- _Exercise_
Exactly the lines from the start of the data below through the line containing "const UPSTREAM_TOKEN: &str" must be returned, and no others.

::::::

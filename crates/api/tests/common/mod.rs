#![allow(dead_code)]

use std::sync::{Arc, Mutex};
use std::time::Duration;

use agentpay_api::config::{LogFormat, ServerConfig, UpstreamConfig};
use agentpay_api::routes;
use agentpay_api::state::AppState;
use agentpay_client::PayrollApi;
use axum::body::Body;
use axum::extract::{Path, State};
use axum::http::header::{AUTHORIZATION, CONTENT_DISPOSITION, CONTENT_TYPE};
use axum::http::{HeaderMap, HeaderName, Method, Request, StatusCode};
use axum::response::{IntoResponse, Response};
use axum::routing;
use axum::{Json, Router};
use http_body_util::BodyExt;
use serde_json::{json, Value};
use tower::ServiceExt;
use tower_http::catch_panic::CatchPanicLayer;
use tower_http::compression::CompressionLayer;
use tower_http::cors::CorsLayer;
use tower_http::request_id::{MakeRequestUuid, PropagateRequestIdLayer, SetRequestIdLayer};
use tower_http::timeout::TimeoutLayer;
use tower_http::trace::{DefaultMakeSpan, DefaultOnResponse, TraceLayer};
use tracing::Level;

pub const ADMIN_EMAIL: &str = "admin@school.com";
pub const ACCOUNTANT_EMAIL: &str = "accountant@school.com";
pub const VIEWER_EMAIL: &str = "viewer@school.com";
pub const PASSWORD: &str = "123456";

const UPSTREAM_TOKEN: &str = "upstream-token";

// ---------------------------------------------------------------------------
// Application under test
// ---------------------------------------------------------------------------

/// Build a test `ServerConfig` pointing at `upstream_url`.
pub fn test_config(upstream_url: &str) -> ServerConfig {
    ServerConfig {
        host: "127.0.0.1".to_string(),
        port: 0,
        cors_origins: vec!["http://localhost:5173".to_string()],
        request_timeout_secs: 30,
        upstream: UpstreamConfig {
            api_url: upstream_url.to_string(),
            timeout_secs: 5,
        },
        session_ttl_hours: 8,
        session_sweep_interval_secs: 300,
        log_format: LogFormat::Text,
    }
}

/// Build the full application router with all middleware layers.
///
/// This mirrors the router construction in `main.rs` so integration tests
/// exercise the same middleware stack that production uses.
pub fn build_test_app(upstream_url: &str) -> Router {
    let config = test_config(upstream_url);
    let payroll = PayrollApi::new(config.upstream.api_url.clone(), config.upstream.timeout())
        .expect("payroll client");
    let state = AppState::new(config, payroll);

    let cors = CorsLayer::new()
        .allow_origin(["http://localhost:5173".parse().unwrap()])
        .allow_methods([Method::GET, Method::POST, Method::PUT, Method::DELETE])
        .allow_headers([CONTENT_TYPE, AUTHORIZATION])
        .allow_credentials(true)
        .max_age(Duration::from_secs(3600));

    let request_id_header = HeaderName::from_static("x-request-id");

    Router::new()
        .merge(routes::health::router())
        .nest("/api/v1", routes::api_routes())
        .layer(CatchPanicLayer::new())
        .layer(TimeoutLayer::with_status_code(
            StatusCode::REQUEST_TIMEOUT,
            Duration::from_secs(30),
        ))
        .layer(CompressionLayer::new())
        .layer(PropagateRequestIdLayer::new(request_id_header.clone()))
        .layer(
            TraceLayer::new_for_http()
                .make_span_with(DefaultMakeSpan::new().level(Level::INFO))
                .on_response(DefaultOnResponse::new().level(Level::INFO)),
        )
        .layer(SetRequestIdLayer::new(request_id_header, MakeRequestUuid))
        .layer(cors)
        .with_state(state)
}

/// Start a fake payroll backend and build the app against it.
pub async fn spawn_app() -> Router {
    let upstream = spawn_upstream().await;
    build_test_app(&upstream)
}

// ---------------------------------------------------------------------------
// Request helpers
// ---------------------------------------------------------------------------

pub async fn send(app: &Router, request: Request<Body>) -> Response {
    app.clone().oneshot(request).await.unwrap()
}

pub async fn get(app: &Router, uri: &str) -> Response {
    let request = Request::get(uri).body(Body::empty()).unwrap();
    send(app, request).await
}

pub async fn get_auth(app: &Router, uri: &str, token: &str) -> Response {
    let request = Request::get(uri)
        .header(AUTHORIZATION, format!("Bearer {token}"))
        .body(Body::empty())
        .unwrap();
    send(app, request).await
}

pub async fn post_json(app: &Router, uri: &str, body: Value) -> Response {
    let request = Request::post(uri)
        .header(CONTENT_TYPE, "application/json")
        .body(Body::from(body.to_string()))
        .unwrap();
    send(app, request).await
}

pub async fn post_json_auth(app: &Router, uri: &str, body: Value, token: &str) -> Response {
    let request = Request::post(uri)
        .header(CONTENT_TYPE, "application/json")
        .header(AUTHORIZATION, format!("Bearer {token}"))
        .body(Body::from(body.to_string()))
        .unwrap();
    send(app, request).await
}

pub async fn put_json_auth(app: &Router, uri: &str, body: Value, token: &str) -> Response {
    let request = Request::put(uri)
        .header(CONTENT_TYPE, "application/json")
        .header(AUTHORIZATION, format!("Bearer {token}"))
        .body(Body::from(body.to_string()))
        .unwrap();
    send(app, request).await
}

pub async fn delete_auth(app: &Router, uri: &str, token: &str) -> Response {
    let request = Request::delete(uri)
        .header(AUTHORIZATION, format!("Bearer {token}"))
        .body(Body::empty())
        .unwrap();
    send(app, request).await
}

pub async fn body_bytes(response: Response) -> Vec<u8> {
    response.into_body().collect().await.unwrap().to_bytes().to_vec()
}

pub async fn body_json(response: Response) -> Value {
    serde_json::from_slice(&body_bytes(response).await).unwrap()
}

/// Log in through the app and return the dashboard session token.
pub async fn login(app: &Router, email: &str) -> String {
    let response = post_json(
        app,
        "/api/v1/auth/login",
        json!({ "email": email, "password": PASSWORD }),
    )
    .await;
    assert_eq!(response.status(), StatusCode::OK, "login as {email}");
    body_json(response).await["data"]["token"]
        .as_str()
        .unwrap()
        .to_string()
}

// ---------------------------------------------------------------------------
// Fake payroll backend
// ---------------------------------------------------------------------------

/// In-memory records served by the fake backend, in its wire format.
struct Store {
    agents: Vec<Value>,
    debts: Vec<Value>,
    payments: Vec<Value>,
    next_id: i64,
}

type Shared = Arc<Mutex<Store>>;

fn seed() -> Store {
    Store {
        agents: vec![
            json!({ "id": 1, "name": "Amani", "role": "Teacher", "salary": "1000" }),
            json!({ "id": 2, "name": "Baraka", "role": "Driver", "salary": 500 }),
        ],
        debts: vec![json!({
            "id": 1, "agent_id": 1, "amount": "700.00", "reason": "loan", "debt_date": "2025-06-03"
        })],
        payments: vec![
            json!({
                "id": 1, "agent_id": 1, "amount": 900, "status": "pending",
                "payment_date": "2025-06-28"
            }),
            json!({
                "id": 2, "agent_id": 2, "amount": 500, "status": "Paid",
                "payment_date": "2025-05-28"
            }),
        ],
        next_id: 100,
    }
}

fn authorized(headers: &HeaderMap) -> Result<(), Response> {
    let expected = format!("Bearer {UPSTREAM_TOKEN}");
    match headers.get(AUTHORIZATION).and_then(|v| v.to_str().ok()) {
        Some(value) if value == expected => Ok(()),
        _ => Err((
            StatusCode::UNAUTHORIZED,
            Json(json!({ "detail": "Not authenticated" })),
        )
            .into_response()),
    }
}

fn not_found(what: &str) -> Response {
    (
        StatusCode::NOT_FOUND,
        Json(json!({ "detail": format!("{what} not found") })),
    )
        .into_response()
}

async fn root() -> Json<Value> {
    Json(json!({ "message": "payroll backend" }))
}

async fn upstream_login(Json(body): Json<Value>) -> Response {
    let role = match body["email"].as_str() {
        Some(ADMIN_EMAIL) => "admin",
        Some(ACCOUNTANT_EMAIL) => "accountant",
        Some(VIEWER_EMAIL) => "viewer",
        _ => "",
    };
    if role.is_empty() || body["password"] != PASSWORD {
        return (
            StatusCode::UNAUTHORIZED,
            Json(json!({ "detail": "Invalid credentials" })),
        )
            .into_response();
    }
    Json(json!({
        "access_token": UPSTREAM_TOKEN,
        "token_type": "bearer",
        "user": { "email": body["email"], "role": role, "name": "Staff" }
    }))
    .into_response()
}

fn list_collection(
    store: &Shared,
    headers: &HeaderMap,
    pick: fn(&Store) -> &Vec<Value>,
) -> Response {
    if let Err(rejection) = authorized(headers) {
        return rejection;
    }
    let store = store.lock().unwrap();
    Json(Value::Array(pick(&store).clone())).into_response()
}

async fn list_agents(State(store): State<Shared>, headers: HeaderMap) -> Response {
    list_collection(&store, &headers, |s| &s.agents)
}

async fn list_debts(State(store): State<Shared>, headers: HeaderMap) -> Response {
    list_collection(&store, &headers, |s| &s.debts)
}

async fn list_payments(State(store): State<Shared>, headers: HeaderMap) -> Response {
    list_collection(&store, &headers, |s| &s.payments)
}

async fn create_debt(
    State(store): State<Shared>,
    headers: HeaderMap,
    Json(mut body): Json<Value>,
) -> Response {
    if let Err(rejection) = authorized(&headers) {
        return rejection;
    }
    let mut store = store.lock().unwrap();
    store.next_id += 1;
    body["id"] = json!(store.next_id);
    store.debts.push(body.clone());
    Json(body).into_response()
}

async fn delete_debt(
    State(store): State<Shared>,
    headers: HeaderMap,
    Path(id): Path<i64>,
) -> Response {
    if let Err(rejection) = authorized(&headers) {
        return rejection;
    }
    let mut store = store.lock().unwrap();
    let before = store.debts.len();
    store.debts.retain(|d| d["id"] != id);
    if store.debts.len() == before {
        return Json(json!({ "error": "Debt not found" })).into_response();
    }
    Json(json!({ "message": "Debt deleted" })).into_response()
}

async fn create_payment(
    State(store): State<Shared>,
    headers: HeaderMap,
    Json(mut body): Json<Value>,
) -> Response {
    if let Err(rejection) = authorized(&headers) {
        return rejection;
    }
    let mut store = store.lock().unwrap();
    store.next_id += 1;
    body["id"] = json!(store.next_id);
    store.payments.push(body.clone());
    Json(body).into_response()
}

async fn get_payment(
    State(store): State<Shared>,
    headers: HeaderMap,
    Path(id): Path<i64>,
) -> Response {
    if let Err(rejection) = authorized(&headers) {
        return rejection;
    }
    let store = store.lock().unwrap();
    match store.payments.iter().find(|p| p["id"] == id) {
        Some(payment) => Json(payment.clone()).into_response(),
        None => not_found("Payment"),
    }
}

async fn replace_payment(
    State(store): State<Shared>,
    headers: HeaderMap,
    Path(id): Path<i64>,
    Json(mut body): Json<Value>,
) -> Response {
    if let Err(rejection) = authorized(&headers) {
        return rejection;
    }
    let mut store = store.lock().unwrap();
    match store.payments.iter_mut().find(|p| p["id"] == id) {
        Some(payment) => {
            body["id"] = json!(id);
            *payment = body.clone();
            Json(body).into_response()
        }
        None => not_found("Payment"),
    }
}

async fn get_grade(headers: HeaderMap, Path(id): Path<i64>) -> Response {
    if let Err(rejection) = authorized(&headers) {
        return rejection;
    }
    if id != 1 {
        return not_found("Grade");
    }
    Json(json!({ "id": 1, "libelle": "A1", "salaire_base": 100000 })).into_response()
}

async fn get_establishment(headers: HeaderMap, Path(id): Path<i64>) -> Response {
    if let Err(rejection) = authorized(&headers) {
        return rejection;
    }
    if id != 1 {
        return not_found("Etablissement");
    }
    Json(json!({ "id": 1, "nom_ecole": "EP Tumaini", "province_id": 1, "zone_paie": "Rurale" }))
        .into_response()
}

async fn list_elements(headers: HeaderMap) -> Response {
    if let Err(rejection) = authorized(&headers) {
        return rejection;
    }
    Json(json!([
        { "id": 1, "nom_element": "Prime de brousse", "type": "Gain", "montant_fixe": 10000 },
        { "id": 2, "nom_element": "Avance sur salaire", "type": "Retenue", "montant_fixe": "5000" }
    ]))
    .into_response()
}

async fn get_teacher(headers: HeaderMap, Path(id): Path<i64>) -> Response {
    if let Err(rejection) = authorized(&headers) {
        return rejection;
    }
    if id != 1 {
        return not_found("Enseignant");
    }
    Json(json!({
        "id": 1,
        "matricule_dinacope": "M-001",
        "nom": "Mukendi",
        "prenom": "Jean",
        "grade_id": 1,
        "ecole_id": 1,
        "telephone": null,
        "email": null
    }))
    .into_response()
}

async fn agents_pdf(headers: HeaderMap) -> Response {
    if let Err(rejection) = authorized(&headers) {
        return rejection;
    }
    (
        [
            (CONTENT_TYPE, "application/pdf"),
            (CONTENT_DISPOSITION, "attachment; filename=\"agents_report.pdf\""),
        ],
        b"%PDF-1.4 agents".to_vec(),
    )
        .into_response()
}

async fn payslip_report_pdf(headers: HeaderMap) -> Response {
    if let Err(rejection) = authorized(&headers) {
        return rejection;
    }
    ([(CONTENT_TYPE, "application/pdf")], b"%PDF-1.4 payslip".to_vec()).into_response()
}

/// Bind the fake backend on an ephemeral port and return its base URL.
pub async fn spawn_upstream() -> String {
    let store: Shared = Arc::new(Mutex::new(seed()));

    let router = Router::new()
        .route("/", routing::get(root))
        .route("/login", routing::post(upstream_login))
        .route("/agents/", routing::get(list_agents))
        .route("/debts/", routing::get(list_debts).post(create_debt))
        .route("/debts/{id}", axum::routing::delete(delete_debt))
        .route("/payments/", routing::get(list_payments).post(create_payment))
        .route("/payments/{id}", routing::get(get_payment).put(replace_payment))
        .route("/grades/{id}", routing::get(get_grade))
        .route("/etablissements/{id}", routing::get(get_establishment))
        .route("/elements/", routing::get(list_elements))
        .route("/enseignants/{id}", routing::get(get_teacher))
        .route("/reports/agents/pdf", routing::get(agents_pdf))
        .route("/reports/payslip/pdf", routing::get(payslip_report_pdf))
        .with_state(store);

    let listener = tokio::net::TcpListener::bind("127.0.0.1:0").await.unwrap();
    let addr = listener.local_addr().unwrap();
    tokio::spawn(async move {
        axum::serve(listener, router).await.unwrap();
    });
    format!("http://{addr}")
}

::::::

- _Task solution_
filename crates/api/tests/common/mod.rs
#![allow(dead_code)]

use std::sync::{Arc, Mutex};
use std::time::Duration;

use agentpay_api::config::{LogFormat, ServerConfig, UpstreamConfig};
use agentpay_api::routes;
use agentpay_api::state::AppState;
use agentpay_client::PayrollApi;
use axum::body::Body;
use axum::extract::{Path, State};
use axum::http::header::{AUTHORIZATION, CONTENT_DISPOSITION, CONTENT_TYPE};
use axum::http::{HeaderMap, HeaderName, Method, Request, StatusCode};
use axum::response::{IntoResponse, Response};
use axum::routing;
use axum::{Json, Router};
use http_body_util::BodyExt;
use serde_json::{json, Value};
use tower::ServiceExt;
use tower_http::catch_panic::CatchPanicLayer;
use tower_http::compression::CompressionLayer;
use tower_http::cors::CorsLayer;
use tower_http::request_id::{MakeRequestUuid, PropagateRequestIdLayer, SetRequestIdLayer};
use tower_http::timeout::TimeoutLayer;
use tower_http::trace::{DefaultMakeSpan, DefaultOnResponse, TraceLayer};
use tracing::Level;

pub const ADMIN_EMAIL: &str = "admin@school.com";
pub const ACCOUNTANT_EMAIL: &str = "accountant@school.com";
pub const VIEWER_EMAIL: &str = "viewer@school.com";
pub const PASSWORD: &str = "123456";

const UPSTREAM_TOKEN: &str = "upstream-token";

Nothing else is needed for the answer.